BWW REVIEW: POMONA Presents A Dark Twisted Dystopian Future That Is Frighteningly Plausible
Thursday 30th January 2020, 7:30pm, KXT Kings Cross
Alistair McDowall blurs the lines of truth and fiction, reality and imagination, real life and games in his dystopian thriller POMONA. Anthony Skuse directs a captivating expression of this dark woven tale that forces the viewer to consider what is happening to the world and how far off a world of accepting what we'd now consider abhorrent it really is.
Drawing inspiration and it's title from the forgotten wasteland that is Pomona Island, a strip of land on the River Irwell that once housed the Royal Pomona Palace and gardens and later the southern docks of the Manchester Ship Canal, situated just minutes from the center of Manchester, this is a story that like the M60 ring road around the same city, has no definitive end. Zeppo (Dorje Swallow), a 20 something property mogul who apparently owns much of Manchester holds meetings in his car as he circles city on the M60 while munching on McNuggets and recounting sci-fi movie plots with a Rubik's cube solving Cthulhu masked person (Jane Angharad) in the back seat. Moe (James Smithers) a man with violence issues and the meek and nerdy Charlie (Kevin Batliwala) and act as security guards to the one gate into the mysterious Pomona on the condition that they don't ask questions about the trucks that go in and out. Charlie likes to retreat into his world of games, whether it be Pokemon or his own invented role play game which the seemingly quiet and harmless Keaton (Jane Angharad) responds to his advertisement to come play. Veteran prostitute Fay (Lauren Richardson) tries to look out for new recruit Ollie (Amanda McGregor), a young woman who may or may not have a sister who she is looking for, while living in fear of the brothel madam Gale (Monica Sayers) who has Moe and Charlie on speed dial but is also terrified of Keaton.
While the current Pomona has turned into a disused greenspace with all manner of vegetation fighting its way out of the ruins of its past, the design of Skuse and James Smithers (joint Production Design) Pomona is stark hard edges with a central focus of a large drainage grate. A black tiled wall holds an old rotary pay phone and a small medical locker and a bench seat. The characters generally have a shabbiness about them as if most of the players in the story have not been able to benefit from the commercialism of society except for Keaton who drips with Jewels.

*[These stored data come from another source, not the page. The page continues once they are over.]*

//! Per-request evaluation bindings.

use std::collections::BTreeMap;
use std::ptr;

use chrono::{DateTime, Utc};

use crate::model::{CheckRequest, Principal, Resource};
use crate::value::{Attributes, Value};

/// Root values an expression can reach, built once per check.
///
/// `principal` and `resource` hold their built-in fields plus one copy of the
/// attributes under `attr`. Selecting an unknown field on either falls through
/// to `attr`, so `resource.ownerId` and `resource.attr.ownerId` read the same
/// value; built-in fields (`id`, `roles`, `kind`, `attr`) shadow attributes of
/// the same name. `request.*` resolves to these same values.
#[derive(Debug, Clone)]
pub struct Activation {
    pub(crate) principal: Value,
    pub(crate) resource: Value,
    pub(crate) aux_data: Value,
    pub(crate) now: DateTime<Utc>,
}

impl Activation {
    pub fn new(request: &CheckRequest, now: DateTime<Utc>) -> Self {
        Self::from_parts(&request.principal, &request.resource, request.aux_data.as_ref(), now)
    }

    pub fn from_parts(
        principal: &Principal,
        resource: &Resource,
        aux_data: Option<&Attributes>,
        now: DateTime<Utc>,
    ) -> Self {
        Self {
            principal: principal_value(principal),
            resource: resource_value(resource),
            aux_data: Value::Map(aux_data.cloned().unwrap_or_default()),
            now,
        }
    }

    /// Injected evaluation timestamp.
    pub fn now(&self) -> DateTime<Utc> {
        self.now
    }

    /// Whether `v` is the principal or resource binding itself.
    pub(crate) fn is_entity(&self, v: &Value) -> bool {
        ptr::eq(v, &self.principal) || ptr::eq(v, &self.resource)
    }

    pub(crate) fn request_field(&self, field: &str) -> Option<&Value> {
        match field {
            "principal" => Some(&self.principal),
            "resource" => Some(&self.resource),
            "auxData" => Some(&self.aux_data),
            _ => None,
        }
    }

    /// `request` as a standalone map. Only built when an expression uses
    /// `request` as a value rather than selecting a field from it.
    pub(crate) fn request_value(&self) -> Value {
        let mut m = BTreeMap::new();
        m.insert("principal".to_string(), flatten(&self.principal));
        m.insert("resource".to_string(), flatten(&self.resource));
        m.insert("auxData".to_string(), self.aux_data.clone());
        Value::Map(m)
    }
}

/// Field lookup on a principal/resource binding: built-ins first, then `attr`.
pub(crate) fn entity_field<'v>(entity: &'v Value, field: &str) -> Option<&'v Value> {
    let Value::Map(m) = entity else {
        return None;
    };
    m.get(field).or_else(|| match m.get("attr") {
        Some(Value::Map(attrs)) => attrs.get(field),
        _ => None,
    })
}

fn flatten(entity: &Value) -> Value {
    let Value::Map(m) = entity else {
        return entity.clone();
    };
    let mut out = match m.get("attr") {
        Some(Value::Map(attrs)) => attrs.clone(),
        _ => BTreeMap::new(),
    };
    for (k, v) in m {
        out.insert(k.clone(), v.clone());
    }
    Value::Map(out)
}

fn principal_value(p: &Principal) -> Value {
    let mut m = BTreeMap::new();
    m.insert("id".to_string(), Value::String(p.id.clone()));
    m.insert(
        "roles".to_string(),
        Value::List(p.roles.iter().cloned().map(Value::String).collect()),
    );
    m.insert("attr".to_string(), Value::Map(p.attributes.clone()));
    Value::Map(m)
}

fn resource_value(r: &Resource) -> Value {
    let mut m = BTreeMap::new();
    m.insert("kind".to_string(), Value::String(r.kind.clone()));
    m.insert("id".to_string(), Value::String(r.id.clone()));
    m.insert("attr".to_string(), Value::Map(r.attributes.clone()));
    Value::Map(m)
}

McDowall's storyline isn't linear but as the 90 minutes or so progress the puzzle pieces of the scenes start to fall into place. While one would hope it was just a piece of imagination, as with the realness of the setting, the stories within are all anchored in reality making POMONA all the more frightening as it probably wouldn't take much for it to become reality, particularly if we continue to accept the "Selective Education" that Zeppo describes as his choice not to ask questions if the possibility of knowing the truth behind something will ruin the enjoyment of the thing. For Zeppo, it's the nuggets he keeps shoving into his mouth and the property deals he keeps making with tenants who are more than likely to be unethical and unsavory but for wider society, it's where do the clothes we wear, food we eat, and so much more, come from.
Skuse has a strong cast that capture the sinister world where anything and everything can be bought, for a price. He ensures that each character has a degree of humanity and understanding of that the what they've been forced to do to survive is not right. Of note is Amanda McGregor as Ollie as she retains a continued air of innocence destroyed as she is pulled deeper and deeper into Pomona. Also, Lauren Richardson as Fay presents a world-weary working girl who is just trying to stay alive and as safe as possible in an unsafe situation whilst also having the compassion to try to look out for Ollie even when the newcomer disregards her warnings. Kevin Batliwala captures the juvenile spirit of Charlie, a kid that would prefer to be playing games than doing a job that he rightly suspects is unethical.
POMONA is captivating and intriguing, if not somewhat unsettling as an expression of a world no one really wants to live in but in reality could easily happen if people don't stand up and prevent it. Artfully presented with more twists and turns than an Escher staircase in a grown up form of the circle of life.